**Requirement**.
After finding the line with "pub fn channel_names(color_space: Signature)" in the entries below, retype exactly each line from there through the line with "let count = read_u32(block, 8)", including that final line.
[Opening Records for this exercise section]
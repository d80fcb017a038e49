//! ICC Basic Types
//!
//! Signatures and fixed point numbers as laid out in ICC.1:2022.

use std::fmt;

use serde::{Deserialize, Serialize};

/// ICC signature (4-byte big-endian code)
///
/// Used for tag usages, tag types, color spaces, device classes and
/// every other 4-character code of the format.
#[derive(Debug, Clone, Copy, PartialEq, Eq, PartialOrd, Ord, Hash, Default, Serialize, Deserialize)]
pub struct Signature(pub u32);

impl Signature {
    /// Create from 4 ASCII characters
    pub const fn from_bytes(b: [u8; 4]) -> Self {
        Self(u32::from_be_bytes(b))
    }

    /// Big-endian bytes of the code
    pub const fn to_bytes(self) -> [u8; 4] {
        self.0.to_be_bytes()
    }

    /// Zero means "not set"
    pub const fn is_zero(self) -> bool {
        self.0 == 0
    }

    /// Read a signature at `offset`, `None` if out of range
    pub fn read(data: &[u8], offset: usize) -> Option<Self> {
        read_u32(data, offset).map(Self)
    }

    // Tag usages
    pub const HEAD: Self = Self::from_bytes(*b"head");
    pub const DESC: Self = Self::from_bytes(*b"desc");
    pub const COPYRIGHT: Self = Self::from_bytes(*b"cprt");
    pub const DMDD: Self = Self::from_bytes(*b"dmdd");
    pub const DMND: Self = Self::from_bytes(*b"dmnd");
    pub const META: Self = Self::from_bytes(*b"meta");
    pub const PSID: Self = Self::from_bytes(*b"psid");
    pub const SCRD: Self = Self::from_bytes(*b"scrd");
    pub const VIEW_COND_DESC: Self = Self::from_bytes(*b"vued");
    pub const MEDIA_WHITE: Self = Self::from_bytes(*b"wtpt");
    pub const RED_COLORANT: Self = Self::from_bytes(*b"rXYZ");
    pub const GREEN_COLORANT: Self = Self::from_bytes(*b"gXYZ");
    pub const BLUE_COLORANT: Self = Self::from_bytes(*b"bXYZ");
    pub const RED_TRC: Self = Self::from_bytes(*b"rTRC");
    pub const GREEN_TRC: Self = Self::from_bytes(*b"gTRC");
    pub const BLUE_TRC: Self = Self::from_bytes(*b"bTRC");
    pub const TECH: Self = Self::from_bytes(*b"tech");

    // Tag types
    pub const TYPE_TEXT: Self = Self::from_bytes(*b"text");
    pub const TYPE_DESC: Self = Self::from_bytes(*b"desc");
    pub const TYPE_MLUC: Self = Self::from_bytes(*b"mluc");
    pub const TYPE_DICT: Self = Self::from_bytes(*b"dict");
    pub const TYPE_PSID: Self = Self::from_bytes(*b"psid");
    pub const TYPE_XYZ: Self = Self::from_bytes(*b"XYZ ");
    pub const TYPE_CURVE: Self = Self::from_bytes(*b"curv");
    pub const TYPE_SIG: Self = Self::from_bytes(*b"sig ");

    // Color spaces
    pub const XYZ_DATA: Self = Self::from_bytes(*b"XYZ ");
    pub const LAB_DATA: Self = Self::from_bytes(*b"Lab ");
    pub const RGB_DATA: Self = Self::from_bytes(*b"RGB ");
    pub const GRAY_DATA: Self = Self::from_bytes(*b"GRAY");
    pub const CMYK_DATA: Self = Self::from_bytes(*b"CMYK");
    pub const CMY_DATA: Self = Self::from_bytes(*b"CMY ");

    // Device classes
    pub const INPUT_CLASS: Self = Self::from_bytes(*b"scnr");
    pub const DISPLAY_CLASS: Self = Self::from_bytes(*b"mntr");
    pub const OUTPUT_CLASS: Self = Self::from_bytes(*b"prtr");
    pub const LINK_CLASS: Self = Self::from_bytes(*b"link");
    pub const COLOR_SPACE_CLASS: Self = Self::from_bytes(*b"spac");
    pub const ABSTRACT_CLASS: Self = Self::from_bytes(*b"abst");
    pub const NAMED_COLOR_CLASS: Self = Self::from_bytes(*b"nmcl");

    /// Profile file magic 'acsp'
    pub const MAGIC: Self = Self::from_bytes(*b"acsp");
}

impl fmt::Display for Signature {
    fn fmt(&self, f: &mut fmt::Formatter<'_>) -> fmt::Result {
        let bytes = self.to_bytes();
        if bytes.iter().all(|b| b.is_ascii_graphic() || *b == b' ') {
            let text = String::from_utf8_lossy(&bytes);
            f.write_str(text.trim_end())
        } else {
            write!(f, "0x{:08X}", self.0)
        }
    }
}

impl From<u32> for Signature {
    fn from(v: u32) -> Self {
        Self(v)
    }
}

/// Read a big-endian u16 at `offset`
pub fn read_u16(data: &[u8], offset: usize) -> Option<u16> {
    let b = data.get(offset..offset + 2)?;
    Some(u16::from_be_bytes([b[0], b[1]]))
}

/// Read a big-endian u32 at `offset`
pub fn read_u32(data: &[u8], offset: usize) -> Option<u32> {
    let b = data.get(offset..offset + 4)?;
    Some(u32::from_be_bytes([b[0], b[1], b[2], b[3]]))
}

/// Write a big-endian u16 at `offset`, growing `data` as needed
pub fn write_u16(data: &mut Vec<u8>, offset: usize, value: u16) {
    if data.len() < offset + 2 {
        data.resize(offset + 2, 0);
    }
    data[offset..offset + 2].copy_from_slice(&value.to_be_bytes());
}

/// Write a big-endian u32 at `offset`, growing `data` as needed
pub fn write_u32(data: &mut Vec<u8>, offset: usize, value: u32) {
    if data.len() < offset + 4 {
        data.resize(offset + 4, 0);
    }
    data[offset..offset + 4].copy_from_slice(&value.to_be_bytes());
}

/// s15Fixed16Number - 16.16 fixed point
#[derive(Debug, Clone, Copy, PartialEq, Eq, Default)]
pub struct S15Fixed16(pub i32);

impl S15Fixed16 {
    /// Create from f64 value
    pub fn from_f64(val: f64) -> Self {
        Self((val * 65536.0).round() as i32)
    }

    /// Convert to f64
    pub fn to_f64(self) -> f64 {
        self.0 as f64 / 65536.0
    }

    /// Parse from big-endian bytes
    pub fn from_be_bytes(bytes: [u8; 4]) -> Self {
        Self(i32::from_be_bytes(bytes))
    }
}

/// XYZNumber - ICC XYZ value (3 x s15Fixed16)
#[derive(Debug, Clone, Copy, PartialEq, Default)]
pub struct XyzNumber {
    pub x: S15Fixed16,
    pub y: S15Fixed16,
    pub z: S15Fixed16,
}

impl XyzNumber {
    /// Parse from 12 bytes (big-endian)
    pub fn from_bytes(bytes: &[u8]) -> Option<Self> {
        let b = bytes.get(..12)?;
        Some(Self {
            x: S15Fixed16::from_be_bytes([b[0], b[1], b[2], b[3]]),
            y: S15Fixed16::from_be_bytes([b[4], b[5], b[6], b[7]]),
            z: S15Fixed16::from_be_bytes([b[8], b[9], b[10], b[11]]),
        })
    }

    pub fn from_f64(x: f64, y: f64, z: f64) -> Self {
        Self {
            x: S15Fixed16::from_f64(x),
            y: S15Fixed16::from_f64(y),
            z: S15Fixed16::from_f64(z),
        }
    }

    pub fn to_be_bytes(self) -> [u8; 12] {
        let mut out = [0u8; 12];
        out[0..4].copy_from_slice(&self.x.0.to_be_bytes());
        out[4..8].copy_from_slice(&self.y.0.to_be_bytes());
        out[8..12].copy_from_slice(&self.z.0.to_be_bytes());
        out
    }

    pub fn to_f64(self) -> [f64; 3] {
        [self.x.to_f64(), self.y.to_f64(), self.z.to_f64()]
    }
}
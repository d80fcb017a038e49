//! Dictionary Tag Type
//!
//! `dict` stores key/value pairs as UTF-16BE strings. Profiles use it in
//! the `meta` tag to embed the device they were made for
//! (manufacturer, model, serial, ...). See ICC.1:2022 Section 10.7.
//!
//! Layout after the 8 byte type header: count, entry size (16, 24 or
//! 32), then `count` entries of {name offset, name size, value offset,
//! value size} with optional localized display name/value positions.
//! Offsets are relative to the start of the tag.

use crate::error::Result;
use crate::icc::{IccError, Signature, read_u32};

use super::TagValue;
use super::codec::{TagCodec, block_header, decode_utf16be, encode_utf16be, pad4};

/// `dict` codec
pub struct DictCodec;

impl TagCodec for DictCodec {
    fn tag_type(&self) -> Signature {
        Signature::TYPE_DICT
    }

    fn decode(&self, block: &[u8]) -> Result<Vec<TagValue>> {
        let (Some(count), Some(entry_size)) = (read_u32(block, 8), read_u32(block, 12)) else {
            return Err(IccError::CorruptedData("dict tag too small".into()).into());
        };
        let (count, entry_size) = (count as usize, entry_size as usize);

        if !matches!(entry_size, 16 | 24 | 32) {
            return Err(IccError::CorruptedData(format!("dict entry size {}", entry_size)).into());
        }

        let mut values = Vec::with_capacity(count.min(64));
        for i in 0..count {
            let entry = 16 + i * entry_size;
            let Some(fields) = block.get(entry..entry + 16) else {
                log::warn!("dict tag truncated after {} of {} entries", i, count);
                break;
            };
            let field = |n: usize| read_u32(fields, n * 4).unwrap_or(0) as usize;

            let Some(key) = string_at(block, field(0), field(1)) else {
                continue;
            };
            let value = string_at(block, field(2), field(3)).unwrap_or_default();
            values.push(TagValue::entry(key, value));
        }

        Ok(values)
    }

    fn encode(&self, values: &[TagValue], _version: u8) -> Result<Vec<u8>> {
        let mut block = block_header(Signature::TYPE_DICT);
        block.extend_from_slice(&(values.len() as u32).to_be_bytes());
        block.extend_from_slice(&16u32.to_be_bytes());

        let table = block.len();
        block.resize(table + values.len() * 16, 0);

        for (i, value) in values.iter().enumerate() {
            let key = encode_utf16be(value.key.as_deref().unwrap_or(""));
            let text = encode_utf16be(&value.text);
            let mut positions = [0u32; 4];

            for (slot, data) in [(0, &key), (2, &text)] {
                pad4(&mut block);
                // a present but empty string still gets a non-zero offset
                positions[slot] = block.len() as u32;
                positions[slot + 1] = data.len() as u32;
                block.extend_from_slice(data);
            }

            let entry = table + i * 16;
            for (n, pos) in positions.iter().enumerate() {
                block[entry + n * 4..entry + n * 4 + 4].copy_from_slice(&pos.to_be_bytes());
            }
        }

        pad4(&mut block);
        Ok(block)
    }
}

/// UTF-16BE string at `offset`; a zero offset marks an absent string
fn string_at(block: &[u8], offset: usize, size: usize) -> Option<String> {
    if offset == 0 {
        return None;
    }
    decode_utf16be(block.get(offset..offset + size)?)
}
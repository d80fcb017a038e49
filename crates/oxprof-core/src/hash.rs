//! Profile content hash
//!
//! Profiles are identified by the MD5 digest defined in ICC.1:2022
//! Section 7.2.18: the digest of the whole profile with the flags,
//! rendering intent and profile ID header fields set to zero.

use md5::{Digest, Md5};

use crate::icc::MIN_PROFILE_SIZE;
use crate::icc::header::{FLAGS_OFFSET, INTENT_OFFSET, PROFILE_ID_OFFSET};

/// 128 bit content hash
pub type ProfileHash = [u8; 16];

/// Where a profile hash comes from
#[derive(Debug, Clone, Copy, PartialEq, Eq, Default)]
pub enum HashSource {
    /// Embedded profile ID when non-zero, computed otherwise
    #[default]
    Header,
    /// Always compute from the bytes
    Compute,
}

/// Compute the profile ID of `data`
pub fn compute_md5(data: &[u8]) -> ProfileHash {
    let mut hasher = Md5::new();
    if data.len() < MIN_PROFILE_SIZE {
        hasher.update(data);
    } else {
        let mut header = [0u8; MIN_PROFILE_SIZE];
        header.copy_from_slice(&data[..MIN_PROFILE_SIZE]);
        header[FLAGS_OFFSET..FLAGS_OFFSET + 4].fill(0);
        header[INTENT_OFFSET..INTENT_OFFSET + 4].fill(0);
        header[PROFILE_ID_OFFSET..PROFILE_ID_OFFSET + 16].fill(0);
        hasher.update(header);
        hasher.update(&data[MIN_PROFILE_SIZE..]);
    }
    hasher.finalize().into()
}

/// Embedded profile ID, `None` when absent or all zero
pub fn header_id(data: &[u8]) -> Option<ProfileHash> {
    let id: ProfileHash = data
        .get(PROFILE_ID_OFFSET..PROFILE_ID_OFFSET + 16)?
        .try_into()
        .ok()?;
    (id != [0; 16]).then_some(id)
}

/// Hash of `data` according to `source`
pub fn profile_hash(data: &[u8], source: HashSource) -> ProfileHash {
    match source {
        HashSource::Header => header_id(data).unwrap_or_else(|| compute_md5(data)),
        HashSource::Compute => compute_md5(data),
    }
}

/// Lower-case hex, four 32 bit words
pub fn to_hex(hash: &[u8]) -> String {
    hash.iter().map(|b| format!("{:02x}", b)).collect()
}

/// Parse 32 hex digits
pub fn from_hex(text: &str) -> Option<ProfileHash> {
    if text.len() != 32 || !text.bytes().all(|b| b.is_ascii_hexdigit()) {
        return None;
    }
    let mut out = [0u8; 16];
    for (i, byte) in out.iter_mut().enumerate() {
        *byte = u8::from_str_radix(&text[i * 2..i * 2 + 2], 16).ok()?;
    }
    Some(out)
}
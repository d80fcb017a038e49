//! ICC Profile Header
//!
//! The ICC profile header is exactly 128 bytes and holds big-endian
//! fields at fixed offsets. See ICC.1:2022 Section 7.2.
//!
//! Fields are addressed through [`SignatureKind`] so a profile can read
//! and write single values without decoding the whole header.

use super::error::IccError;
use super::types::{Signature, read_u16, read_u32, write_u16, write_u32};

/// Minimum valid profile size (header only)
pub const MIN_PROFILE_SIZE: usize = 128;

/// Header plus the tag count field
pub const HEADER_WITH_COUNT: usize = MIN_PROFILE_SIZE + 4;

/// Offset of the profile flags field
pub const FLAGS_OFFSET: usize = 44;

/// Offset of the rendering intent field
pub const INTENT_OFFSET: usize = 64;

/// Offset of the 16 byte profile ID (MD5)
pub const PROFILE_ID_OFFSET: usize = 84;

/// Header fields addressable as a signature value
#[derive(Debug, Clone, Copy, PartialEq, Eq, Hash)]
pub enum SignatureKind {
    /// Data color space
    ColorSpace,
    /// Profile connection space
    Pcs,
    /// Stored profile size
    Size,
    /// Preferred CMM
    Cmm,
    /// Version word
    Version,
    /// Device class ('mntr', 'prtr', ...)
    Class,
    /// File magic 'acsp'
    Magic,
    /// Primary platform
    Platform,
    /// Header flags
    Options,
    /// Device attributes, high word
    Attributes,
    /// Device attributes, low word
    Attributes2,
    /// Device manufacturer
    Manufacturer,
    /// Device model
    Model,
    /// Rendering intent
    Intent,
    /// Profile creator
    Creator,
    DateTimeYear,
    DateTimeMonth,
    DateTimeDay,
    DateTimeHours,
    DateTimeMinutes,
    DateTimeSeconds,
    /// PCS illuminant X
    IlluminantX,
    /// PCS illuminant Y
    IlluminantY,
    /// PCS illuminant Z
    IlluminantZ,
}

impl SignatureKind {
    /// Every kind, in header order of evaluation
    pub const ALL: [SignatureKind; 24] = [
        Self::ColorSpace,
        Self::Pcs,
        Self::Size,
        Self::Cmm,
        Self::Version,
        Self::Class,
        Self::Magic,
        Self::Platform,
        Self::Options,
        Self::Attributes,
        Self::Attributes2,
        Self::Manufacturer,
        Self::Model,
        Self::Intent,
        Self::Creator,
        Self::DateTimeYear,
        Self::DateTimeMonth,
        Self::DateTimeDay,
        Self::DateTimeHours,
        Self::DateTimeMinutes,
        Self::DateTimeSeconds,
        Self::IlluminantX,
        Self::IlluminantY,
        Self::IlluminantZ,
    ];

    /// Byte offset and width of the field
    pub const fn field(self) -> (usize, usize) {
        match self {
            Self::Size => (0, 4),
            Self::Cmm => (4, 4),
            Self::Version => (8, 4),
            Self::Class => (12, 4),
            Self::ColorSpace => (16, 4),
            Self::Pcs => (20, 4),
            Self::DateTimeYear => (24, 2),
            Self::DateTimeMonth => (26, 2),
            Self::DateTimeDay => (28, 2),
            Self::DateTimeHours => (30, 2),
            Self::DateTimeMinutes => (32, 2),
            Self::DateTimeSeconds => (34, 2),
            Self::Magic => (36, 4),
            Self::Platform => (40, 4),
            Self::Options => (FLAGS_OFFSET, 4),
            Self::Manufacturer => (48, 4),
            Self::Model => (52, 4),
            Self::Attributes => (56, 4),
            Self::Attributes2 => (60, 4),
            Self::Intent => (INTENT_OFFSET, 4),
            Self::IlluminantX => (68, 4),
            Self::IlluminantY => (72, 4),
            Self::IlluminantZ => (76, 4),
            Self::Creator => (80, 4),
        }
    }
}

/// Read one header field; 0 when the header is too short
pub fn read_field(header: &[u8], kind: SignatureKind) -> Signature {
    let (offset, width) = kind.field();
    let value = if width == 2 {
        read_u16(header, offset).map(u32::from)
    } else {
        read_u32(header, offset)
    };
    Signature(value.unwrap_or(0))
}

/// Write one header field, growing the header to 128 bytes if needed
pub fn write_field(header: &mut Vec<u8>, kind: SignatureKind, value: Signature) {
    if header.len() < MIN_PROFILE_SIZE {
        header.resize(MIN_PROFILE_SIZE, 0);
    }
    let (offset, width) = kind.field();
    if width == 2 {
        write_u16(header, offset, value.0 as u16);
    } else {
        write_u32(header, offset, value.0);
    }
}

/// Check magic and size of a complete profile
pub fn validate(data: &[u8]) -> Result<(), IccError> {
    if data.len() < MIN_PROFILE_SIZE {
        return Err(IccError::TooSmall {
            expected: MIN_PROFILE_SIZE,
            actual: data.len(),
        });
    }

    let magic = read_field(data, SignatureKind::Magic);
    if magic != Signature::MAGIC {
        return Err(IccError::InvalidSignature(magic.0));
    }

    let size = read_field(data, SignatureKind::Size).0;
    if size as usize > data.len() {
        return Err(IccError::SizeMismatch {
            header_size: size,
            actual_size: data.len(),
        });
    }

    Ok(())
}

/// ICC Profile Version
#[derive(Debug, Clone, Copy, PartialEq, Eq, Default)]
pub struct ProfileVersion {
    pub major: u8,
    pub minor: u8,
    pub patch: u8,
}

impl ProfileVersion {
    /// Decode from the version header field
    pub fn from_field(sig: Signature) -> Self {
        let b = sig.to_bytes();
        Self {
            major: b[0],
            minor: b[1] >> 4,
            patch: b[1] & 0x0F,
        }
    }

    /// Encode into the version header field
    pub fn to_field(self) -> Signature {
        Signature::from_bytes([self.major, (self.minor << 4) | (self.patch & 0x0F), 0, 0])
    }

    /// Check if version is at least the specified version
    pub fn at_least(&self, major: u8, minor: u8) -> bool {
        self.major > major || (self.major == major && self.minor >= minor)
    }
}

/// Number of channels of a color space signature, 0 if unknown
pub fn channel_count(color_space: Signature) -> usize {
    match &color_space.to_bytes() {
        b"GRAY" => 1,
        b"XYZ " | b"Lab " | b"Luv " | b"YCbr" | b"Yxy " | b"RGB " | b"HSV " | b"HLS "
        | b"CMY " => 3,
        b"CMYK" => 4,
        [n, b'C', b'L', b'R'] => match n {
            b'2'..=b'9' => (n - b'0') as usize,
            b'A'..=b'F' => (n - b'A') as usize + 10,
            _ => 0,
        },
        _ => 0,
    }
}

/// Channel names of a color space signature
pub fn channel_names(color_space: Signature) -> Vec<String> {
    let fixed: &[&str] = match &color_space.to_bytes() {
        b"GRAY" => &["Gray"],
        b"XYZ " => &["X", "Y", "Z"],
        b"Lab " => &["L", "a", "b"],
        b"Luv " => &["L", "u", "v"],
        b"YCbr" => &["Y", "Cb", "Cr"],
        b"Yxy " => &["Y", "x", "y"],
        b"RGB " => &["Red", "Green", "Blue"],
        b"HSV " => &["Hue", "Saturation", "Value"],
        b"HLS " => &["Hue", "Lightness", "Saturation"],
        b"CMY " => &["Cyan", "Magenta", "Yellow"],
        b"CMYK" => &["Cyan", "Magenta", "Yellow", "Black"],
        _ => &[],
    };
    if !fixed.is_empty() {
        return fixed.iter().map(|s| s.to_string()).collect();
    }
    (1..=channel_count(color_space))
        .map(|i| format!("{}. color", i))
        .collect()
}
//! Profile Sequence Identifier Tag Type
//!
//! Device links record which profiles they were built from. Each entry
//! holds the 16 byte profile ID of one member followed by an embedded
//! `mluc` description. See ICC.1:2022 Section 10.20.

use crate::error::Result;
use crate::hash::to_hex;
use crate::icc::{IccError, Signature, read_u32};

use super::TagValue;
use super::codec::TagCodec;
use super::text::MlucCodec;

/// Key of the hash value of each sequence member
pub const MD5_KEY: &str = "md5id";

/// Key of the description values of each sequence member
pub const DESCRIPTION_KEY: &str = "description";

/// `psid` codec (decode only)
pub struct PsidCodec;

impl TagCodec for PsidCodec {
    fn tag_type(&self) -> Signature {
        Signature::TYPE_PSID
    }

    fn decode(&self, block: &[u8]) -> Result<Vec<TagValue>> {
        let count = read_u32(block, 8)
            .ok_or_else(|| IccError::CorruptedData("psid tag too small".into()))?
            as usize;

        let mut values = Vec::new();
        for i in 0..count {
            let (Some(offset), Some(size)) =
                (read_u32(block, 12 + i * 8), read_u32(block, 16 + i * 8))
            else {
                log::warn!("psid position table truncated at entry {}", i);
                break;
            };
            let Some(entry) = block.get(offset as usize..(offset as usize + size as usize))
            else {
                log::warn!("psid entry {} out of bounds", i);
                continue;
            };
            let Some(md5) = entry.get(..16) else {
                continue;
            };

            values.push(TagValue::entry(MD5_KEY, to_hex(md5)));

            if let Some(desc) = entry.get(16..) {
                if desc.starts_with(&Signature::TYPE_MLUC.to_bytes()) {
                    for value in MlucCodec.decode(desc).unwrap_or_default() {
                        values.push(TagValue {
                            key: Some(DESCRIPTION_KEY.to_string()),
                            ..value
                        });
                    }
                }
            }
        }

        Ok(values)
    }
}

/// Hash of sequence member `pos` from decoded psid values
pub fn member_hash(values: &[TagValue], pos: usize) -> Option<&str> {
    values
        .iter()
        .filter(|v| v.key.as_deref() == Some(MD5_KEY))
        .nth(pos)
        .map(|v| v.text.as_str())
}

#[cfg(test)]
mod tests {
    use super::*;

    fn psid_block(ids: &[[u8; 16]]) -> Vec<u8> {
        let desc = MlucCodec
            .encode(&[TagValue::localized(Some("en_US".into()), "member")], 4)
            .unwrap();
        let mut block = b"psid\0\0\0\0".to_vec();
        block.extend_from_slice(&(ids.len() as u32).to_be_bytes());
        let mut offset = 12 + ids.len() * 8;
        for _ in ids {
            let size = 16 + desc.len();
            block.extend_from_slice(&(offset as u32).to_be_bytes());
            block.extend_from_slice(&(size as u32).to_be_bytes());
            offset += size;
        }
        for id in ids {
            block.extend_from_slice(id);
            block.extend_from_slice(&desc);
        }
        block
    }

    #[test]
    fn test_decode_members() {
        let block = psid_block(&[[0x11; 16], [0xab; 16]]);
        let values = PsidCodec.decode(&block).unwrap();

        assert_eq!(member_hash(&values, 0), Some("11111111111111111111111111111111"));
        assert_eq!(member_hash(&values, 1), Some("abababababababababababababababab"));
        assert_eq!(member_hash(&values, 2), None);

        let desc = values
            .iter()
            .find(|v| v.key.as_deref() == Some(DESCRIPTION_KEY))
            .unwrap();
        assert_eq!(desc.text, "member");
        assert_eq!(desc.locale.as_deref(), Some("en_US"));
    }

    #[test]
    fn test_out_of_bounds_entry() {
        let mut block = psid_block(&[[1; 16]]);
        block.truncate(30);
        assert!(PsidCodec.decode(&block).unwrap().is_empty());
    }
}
[Closing Records for this exercise section]
**Your response**.
pub fn channel_names(color_space: Signature) -> Vec<String> {
    let fixed: &[&str] = match &color_space.to_bytes() {
        b"GRAY" => &["Gray"],
        b"XYZ " => &["X", "Y", "Z"],
        b"Lab " => &["L", "a", "b"],
        b"Luv " => &["L", "u", "v"],
        b"YCbr" => &["Y", "Cb", "Cr"],
        b"Yxy " => &["Y", "x", "y"],
        b"RGB " => &["Red", "Green", "Blue"],
        b"HSV " => &["Hue", "Saturation", "Value"],
        b"HLS " => &["Hue", "Lightness", "Saturation"],
        b"CMY " => &["Cyan", "Magenta", "Yellow"],
        b"CMYK" => &["Cyan", "Magenta", "Yellow", "Black"],
        _ => &[],
    };
    if !fixed.is_empty() {
        return fixed.iter().map(|s| s.to_string()).collect();
    }
    (1..=channel_count(color_space))
        .map(|i| format!("{}. color", i))
        .collect()
}
//! Profile Sequence Identifier Tag Type
//!
//! Device links record which profiles they were built from. Each entry
//! holds the 16 byte profile ID of one member followed by an embedded
//! `mluc` description. See ICC.1:2022 Section 10.20.

use crate::error::Result;
use crate::hash::to_hex;
use crate::icc::{IccError, Signature, read_u32};

use super::TagValue;
use super::codec::TagCodec;
use super::text::MlucCodec;

/// Key of the hash value of each sequence member
pub const MD5_KEY: &str = "md5id";

/// Key of the description values of each sequence member
pub const DESCRIPTION_KEY: &str = "description";

/// `psid` codec (decode only)
pub struct PsidCodec;

impl TagCodec for PsidCodec {
    fn tag_type(&self) -> Signature {
        Signature::TYPE_PSID
    }

    fn decode(&self, block: &[u8]) -> Result<Vec<TagValue>> {
        let count = read_u32(block, 8)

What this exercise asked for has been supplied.